**Data section**
◆ ◆ ◆ ◆ ◆

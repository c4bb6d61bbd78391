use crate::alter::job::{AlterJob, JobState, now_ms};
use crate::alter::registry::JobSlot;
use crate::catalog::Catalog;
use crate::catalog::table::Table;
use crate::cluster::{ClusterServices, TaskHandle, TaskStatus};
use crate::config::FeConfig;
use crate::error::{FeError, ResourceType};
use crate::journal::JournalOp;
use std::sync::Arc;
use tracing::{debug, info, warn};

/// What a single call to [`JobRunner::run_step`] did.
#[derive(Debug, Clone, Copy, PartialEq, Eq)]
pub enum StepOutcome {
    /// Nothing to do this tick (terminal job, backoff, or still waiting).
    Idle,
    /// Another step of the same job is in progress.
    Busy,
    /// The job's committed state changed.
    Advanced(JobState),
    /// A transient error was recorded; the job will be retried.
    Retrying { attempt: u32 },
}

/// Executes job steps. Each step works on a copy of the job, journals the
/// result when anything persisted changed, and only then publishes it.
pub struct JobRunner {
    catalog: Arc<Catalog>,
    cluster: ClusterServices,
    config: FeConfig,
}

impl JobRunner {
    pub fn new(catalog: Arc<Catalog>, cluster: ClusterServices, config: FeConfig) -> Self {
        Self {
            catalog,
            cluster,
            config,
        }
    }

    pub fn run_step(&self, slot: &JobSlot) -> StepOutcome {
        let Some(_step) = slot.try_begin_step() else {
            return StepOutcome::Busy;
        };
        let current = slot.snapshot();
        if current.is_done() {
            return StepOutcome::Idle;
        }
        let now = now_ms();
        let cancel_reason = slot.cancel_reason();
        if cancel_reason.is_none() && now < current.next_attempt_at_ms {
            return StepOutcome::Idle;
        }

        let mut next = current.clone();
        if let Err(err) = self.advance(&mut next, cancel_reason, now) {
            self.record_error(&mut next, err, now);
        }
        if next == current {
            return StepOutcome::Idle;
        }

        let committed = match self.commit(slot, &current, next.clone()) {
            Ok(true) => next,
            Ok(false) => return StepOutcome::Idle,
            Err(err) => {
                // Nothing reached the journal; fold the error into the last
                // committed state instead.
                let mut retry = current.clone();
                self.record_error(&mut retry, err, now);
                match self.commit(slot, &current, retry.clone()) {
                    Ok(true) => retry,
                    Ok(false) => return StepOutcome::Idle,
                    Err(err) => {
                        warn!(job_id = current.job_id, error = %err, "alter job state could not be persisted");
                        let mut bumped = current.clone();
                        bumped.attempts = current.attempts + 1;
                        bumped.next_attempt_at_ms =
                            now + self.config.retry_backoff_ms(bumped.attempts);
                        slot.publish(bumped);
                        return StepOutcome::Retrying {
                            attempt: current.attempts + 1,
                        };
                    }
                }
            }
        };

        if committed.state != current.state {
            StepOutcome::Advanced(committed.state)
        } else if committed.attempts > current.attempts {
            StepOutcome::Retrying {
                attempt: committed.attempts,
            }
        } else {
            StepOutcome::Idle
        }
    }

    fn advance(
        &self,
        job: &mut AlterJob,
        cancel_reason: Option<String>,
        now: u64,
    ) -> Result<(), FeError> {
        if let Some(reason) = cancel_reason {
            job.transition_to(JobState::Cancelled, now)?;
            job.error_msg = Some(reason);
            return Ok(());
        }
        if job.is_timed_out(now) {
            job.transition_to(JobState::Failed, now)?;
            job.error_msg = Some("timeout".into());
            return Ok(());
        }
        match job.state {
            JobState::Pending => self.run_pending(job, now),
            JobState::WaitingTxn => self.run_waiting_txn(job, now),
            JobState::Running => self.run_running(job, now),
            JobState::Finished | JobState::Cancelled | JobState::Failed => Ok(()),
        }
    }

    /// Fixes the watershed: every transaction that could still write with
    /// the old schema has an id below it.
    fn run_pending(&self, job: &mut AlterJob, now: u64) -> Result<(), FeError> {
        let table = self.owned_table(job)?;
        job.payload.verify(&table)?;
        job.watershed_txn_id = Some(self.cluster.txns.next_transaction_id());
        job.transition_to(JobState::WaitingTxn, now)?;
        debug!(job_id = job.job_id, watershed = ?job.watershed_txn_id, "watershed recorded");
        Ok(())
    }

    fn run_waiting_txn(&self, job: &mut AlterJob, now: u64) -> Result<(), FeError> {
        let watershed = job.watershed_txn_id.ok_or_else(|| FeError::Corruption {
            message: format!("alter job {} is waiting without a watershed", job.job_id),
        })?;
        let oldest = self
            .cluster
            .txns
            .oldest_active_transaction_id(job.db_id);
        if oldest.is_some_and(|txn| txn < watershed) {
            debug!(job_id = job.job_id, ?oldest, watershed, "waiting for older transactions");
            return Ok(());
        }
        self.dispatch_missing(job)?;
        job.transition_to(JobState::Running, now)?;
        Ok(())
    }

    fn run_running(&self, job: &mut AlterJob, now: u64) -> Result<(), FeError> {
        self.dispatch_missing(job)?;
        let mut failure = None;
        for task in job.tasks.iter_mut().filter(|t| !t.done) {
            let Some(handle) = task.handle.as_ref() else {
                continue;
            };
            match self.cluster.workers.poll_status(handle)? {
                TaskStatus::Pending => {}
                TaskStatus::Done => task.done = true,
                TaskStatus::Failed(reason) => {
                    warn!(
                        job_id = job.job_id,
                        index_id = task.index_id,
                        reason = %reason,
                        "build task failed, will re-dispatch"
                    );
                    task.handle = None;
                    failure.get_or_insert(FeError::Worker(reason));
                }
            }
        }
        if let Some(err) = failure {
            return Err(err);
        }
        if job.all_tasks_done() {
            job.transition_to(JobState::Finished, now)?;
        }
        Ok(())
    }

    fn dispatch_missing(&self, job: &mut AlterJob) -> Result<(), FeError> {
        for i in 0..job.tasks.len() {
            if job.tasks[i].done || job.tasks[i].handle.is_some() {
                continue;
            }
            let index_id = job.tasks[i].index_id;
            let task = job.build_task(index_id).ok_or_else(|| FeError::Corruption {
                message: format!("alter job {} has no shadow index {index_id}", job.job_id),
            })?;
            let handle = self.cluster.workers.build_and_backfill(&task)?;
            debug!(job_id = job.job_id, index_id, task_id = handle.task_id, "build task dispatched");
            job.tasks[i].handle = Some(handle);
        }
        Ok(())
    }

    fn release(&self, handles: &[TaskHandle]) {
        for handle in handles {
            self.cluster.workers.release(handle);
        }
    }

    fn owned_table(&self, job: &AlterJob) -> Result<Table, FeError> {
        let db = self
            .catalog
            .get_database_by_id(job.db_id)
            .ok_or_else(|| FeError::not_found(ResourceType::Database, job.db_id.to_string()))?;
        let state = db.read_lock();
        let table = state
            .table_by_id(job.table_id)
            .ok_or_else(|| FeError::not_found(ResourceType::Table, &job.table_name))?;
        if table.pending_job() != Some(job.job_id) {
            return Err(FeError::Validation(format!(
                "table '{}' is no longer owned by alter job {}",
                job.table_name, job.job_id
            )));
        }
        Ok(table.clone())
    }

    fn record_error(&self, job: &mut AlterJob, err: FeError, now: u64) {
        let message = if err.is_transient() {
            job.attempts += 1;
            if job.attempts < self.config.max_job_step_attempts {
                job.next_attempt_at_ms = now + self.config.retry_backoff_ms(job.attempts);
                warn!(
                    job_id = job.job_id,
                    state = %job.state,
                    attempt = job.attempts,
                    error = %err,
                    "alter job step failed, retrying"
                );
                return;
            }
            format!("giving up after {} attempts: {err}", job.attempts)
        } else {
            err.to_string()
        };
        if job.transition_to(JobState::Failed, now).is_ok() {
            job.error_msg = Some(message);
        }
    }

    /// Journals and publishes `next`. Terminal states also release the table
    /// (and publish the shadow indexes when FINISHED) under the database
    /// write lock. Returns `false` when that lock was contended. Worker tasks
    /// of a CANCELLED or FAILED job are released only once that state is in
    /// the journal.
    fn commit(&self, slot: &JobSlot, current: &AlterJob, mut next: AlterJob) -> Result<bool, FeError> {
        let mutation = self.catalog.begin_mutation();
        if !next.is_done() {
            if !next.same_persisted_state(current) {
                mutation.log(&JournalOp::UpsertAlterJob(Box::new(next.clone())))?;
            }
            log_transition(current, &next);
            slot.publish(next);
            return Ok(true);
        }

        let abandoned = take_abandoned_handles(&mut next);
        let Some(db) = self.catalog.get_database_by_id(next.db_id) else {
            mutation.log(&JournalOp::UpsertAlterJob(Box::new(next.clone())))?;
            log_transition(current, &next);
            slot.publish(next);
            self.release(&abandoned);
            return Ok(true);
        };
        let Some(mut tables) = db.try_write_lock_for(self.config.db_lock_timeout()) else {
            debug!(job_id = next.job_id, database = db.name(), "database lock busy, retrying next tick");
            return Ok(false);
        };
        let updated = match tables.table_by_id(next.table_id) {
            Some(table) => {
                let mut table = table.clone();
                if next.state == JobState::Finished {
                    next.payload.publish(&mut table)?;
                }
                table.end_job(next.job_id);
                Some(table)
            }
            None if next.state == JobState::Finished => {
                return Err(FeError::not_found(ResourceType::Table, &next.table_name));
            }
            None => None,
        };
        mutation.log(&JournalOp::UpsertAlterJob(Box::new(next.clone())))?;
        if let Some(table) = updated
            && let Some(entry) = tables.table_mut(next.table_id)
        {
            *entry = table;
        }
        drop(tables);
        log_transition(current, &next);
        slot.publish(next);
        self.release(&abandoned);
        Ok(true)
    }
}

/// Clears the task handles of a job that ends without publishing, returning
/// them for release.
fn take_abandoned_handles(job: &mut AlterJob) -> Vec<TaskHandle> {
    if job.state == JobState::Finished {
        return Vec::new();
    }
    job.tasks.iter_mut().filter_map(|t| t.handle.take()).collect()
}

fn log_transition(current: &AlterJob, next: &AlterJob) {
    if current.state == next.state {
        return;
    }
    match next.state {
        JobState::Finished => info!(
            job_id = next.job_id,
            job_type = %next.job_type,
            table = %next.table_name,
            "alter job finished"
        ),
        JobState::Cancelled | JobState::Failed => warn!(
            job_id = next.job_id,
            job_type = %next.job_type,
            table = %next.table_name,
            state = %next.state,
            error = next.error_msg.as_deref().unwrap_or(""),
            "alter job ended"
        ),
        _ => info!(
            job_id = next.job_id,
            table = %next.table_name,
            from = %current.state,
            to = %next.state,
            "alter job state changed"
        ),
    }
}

◆ ◆ ◆ ◆ ◆

**Task to complete**
Go through the entries and copy every line with "config".

**Output of the exercise**
use crate::config::FeConfig;
    config: FeConfig,
    pub fn new(catalog: Arc<Catalog>, cluster: ClusterServices, config: FeConfig) -> Self {
            config,
                            now + self.config.retry_backoff_ms(bumped.attempts);
            if job.attempts < self.config.max_job_step_attempts {
                job.next_attempt_at_ms = now + self.config.retry_backoff_ms(job.attempts);
        let Some(mut tables) = db.try_write_lock_for(self.config.db_lock_timeout()) else {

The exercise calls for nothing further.